(Available data)

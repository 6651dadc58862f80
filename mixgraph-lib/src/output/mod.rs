//! Output staging between the mixer and a consumer (audio device or file).
//!
//! [`OutputBuffer`] owns the [`MixerDevice`]. Each [`OutputBuffer::mix_next_buffer`]
//! renders one device callback, converts it to the output sample format and
//! pushes it into a bounded ring that the consumer drains at its own pace.

use dasp_ring_buffer::Bounded;
use serde::{Deserialize, Serialize};

use crate::mixer::MixerDevice;

mod endpoint;

pub use endpoint::{AudioEndpoint, CaptureEndpoint, CaptureReader, EndpointBuffer};

/// Sample format delivered to the consumer.
#[derive(Debug, Clone, Copy, Default, PartialEq, Eq, Serialize, Deserialize)]
#[serde(rename_all = "lowercase")]
pub enum SampleFormat {
    #[default]
    Float,
    Int16,
}

/// Scale, clamp to [-1, 1]. Non-finite input becomes silence.
pub fn to_float_sample(sample: f32, gain: f32) -> f32 {
    let value = sample * gain;
    if value.is_nan() {
        return 0.0;
    }
    value.clamp(-1.0, 1.0)
}

/// Scale by `gain * 32767`, clamp to ±32767 and truncate.
pub fn to_i16_sample(sample: f32, gain: f32) -> i16 {
    let value = sample * gain * 32767.0;
    if value.is_nan() {
        return 0;
    }
    value.clamp(-32767.0, 32767.0) as i16
}

enum Ring {
    Float(Bounded<Vec<f32>>),
    Int16(Bounded<Vec<i16>>),
}

impl Ring {
    fn len(&self) -> usize {
        match self {
            Ring::Float(ring) => ring.len(),
            Ring::Int16(ring) => ring.len(),
        }
    }

    fn max_len(&self) -> usize {
        match self {
            Ring::Float(ring) => ring.max_len(),
            Ring::Int16(ring) => ring.max_len(),
        }
    }
}

#[cfg(feature = "debug")]
#[derive(Debug)]
struct OutputStats {
    rendered: u64,
    skipped: u64,
    clipped: u64,
    last_log: std::time::Instant,
}

#[cfg(feature = "debug")]
impl OutputStats {
    fn new() -> Self {
        Self {
            rendered: 0,
            skipped: 0,
            clipped: 0,
            last_log: std::time::Instant::now(),
        }
    }

    fn maybe_log(&mut self, fill: usize, capacity: usize) {
        if self.last_log.elapsed().as_secs_f64() >= 1.0 {
            log::info!(
                "output rendered={} skipped={} clipped={} fill={}/{}",
                self.rendered,
                self.skipped,
                self.clipped,
                fill,
                capacity
            );
            self.last_log = std::time::Instant::now();
        }
    }
}

/// Ring-buffered output of one mixer device.
pub struct OutputBuffer {
    device: MixerDevice,
    format: SampleFormat,
    gain: f32,
    ring: Ring,
    scratch: Vec<f32>,
    #[cfg(feature = "debug")]
    stats: OutputStats,
}

impl OutputBuffer {
    /// Stage up to `callbacks` device callbacks.
    pub fn new(device: MixerDevice, format: SampleFormat, gain: f32, callbacks: usize) -> Self {
        let quantum = device.samples_per_callback().max(1);
        let capacity = quantum * callbacks.max(1);
        let ring = match format {
            SampleFormat::Float => Ring::Float(Bounded::from(vec![0.0; capacity])),
            SampleFormat::Int16 => Ring::Int16(Bounded::from(vec![0; capacity])),
        };
        Self {
            device,
            format,
            gain,
            ring,
            scratch: vec![0.0; quantum],
            #[cfg(feature = "debug")]
            stats: OutputStats::new(),
        }
    }

    pub fn format(&self) -> SampleFormat {
        self.format
    }

    pub fn device(&self) -> &MixerDevice {
        &self.device
    }

    pub fn device_mut(&mut self) -> &mut MixerDevice {
        &mut self.device
    }

    /// Samples waiting to be consumed.
    pub fn len(&self) -> usize {
        self.ring.len()
    }

    pub fn is_empty(&self) -> bool {
        self.len() == 0
    }

    pub fn remaining(&self) -> usize {
        self.ring.max_len().saturating_sub(self.ring.len())
    }

    /// Render one callback into the ring. Does nothing and returns `false`
    /// when the ring cannot hold a full callback.
    pub fn mix_next_buffer(&mut self) -> bool {
        if self.remaining() < self.scratch.len() {
            #[cfg(feature = "debug")]
            {
                self.stats.skipped += 1;
            }
            return false;
        }

        self.device.process_audio_stream(&mut self.scratch);

        #[cfg(feature = "debug")]
        {
            self.stats.rendered += 1;
            let gain = self.gain;
            self.stats.clipped += self
                .scratch
                .iter()
                .filter(|s| (**s * gain).abs() > 1.0)
                .count() as u64;
        }

        match &mut self.ring {
            Ring::Float(ring) => {
                for &sample in &self.scratch {
                    ring.push(to_float_sample(sample, self.gain));
                }
            }
            Ring::Int16(ring) => {
                for &sample in &self.scratch {
                    ring.push(to_i16_sample(sample, self.gain));
                }
            }
        }

        #[cfg(feature = "debug")]
        self.stats.maybe_log(self.ring.len(), self.ring.max_len());
        true
    }

    /// Keep rendering until the ring cannot take another callback. Returns
    /// the number of callbacks rendered.
    pub fn fill(&mut self) -> usize {
        let mut rendered = 0;
        while self.mix_next_buffer() {
            rendered += 1;
        }
        rendered
    }

    /// Move up to `out.len()` samples out as floats.
    pub fn pop_float(&mut self, out: &mut [f32]) -> usize {
        let mut count = 0;
        for slot in out.iter_mut() {
            let sample = match &mut self.ring {
                Ring::Float(ring) => ring.pop(),
                Ring::Int16(ring) => ring.pop().map(|s| s as f32 / 32767.0),
            };
            let Some(sample) = sample else { break };
            *slot = sample;
            count += 1;
        }
        count
    }

    /// Move up to `out.len()` samples out as 16-bit integers.
    pub fn pop_i16(&mut self, out: &mut [i16]) -> usize {
        let mut count = 0;
        for slot in out.iter_mut() {
            let sample = match &mut self.ring {
                Ring::Float(ring) => ring.pop().map(|s| to_i16_sample(s, 1.0)),
                Ring::Int16(ring) => ring.pop(),
            };
            let Some(sample) = sample else { break };
            *slot = sample;
            count += 1;
        }
        count
    }
}

impl std::fmt::Debug for OutputBuffer {
    fn fmt(&self, f: &mut std::fmt::Formatter<'_>) -> std::fmt::Result {
        f.debug_struct("OutputBuffer")
            .field("format", &self.format)
            .field("gain", &self.gain)
            .field("len", &self.len())
            .field("capacity", &self.ring.max_len())
            .field("device", &self.device)
            .finish()
    }
}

(End Available data)

Exercise: Retrieve every line above holding the word "serde".

Exercise result:
use serde::{Deserialize, Serialize};
#[serde(rename_all = "lowercase")]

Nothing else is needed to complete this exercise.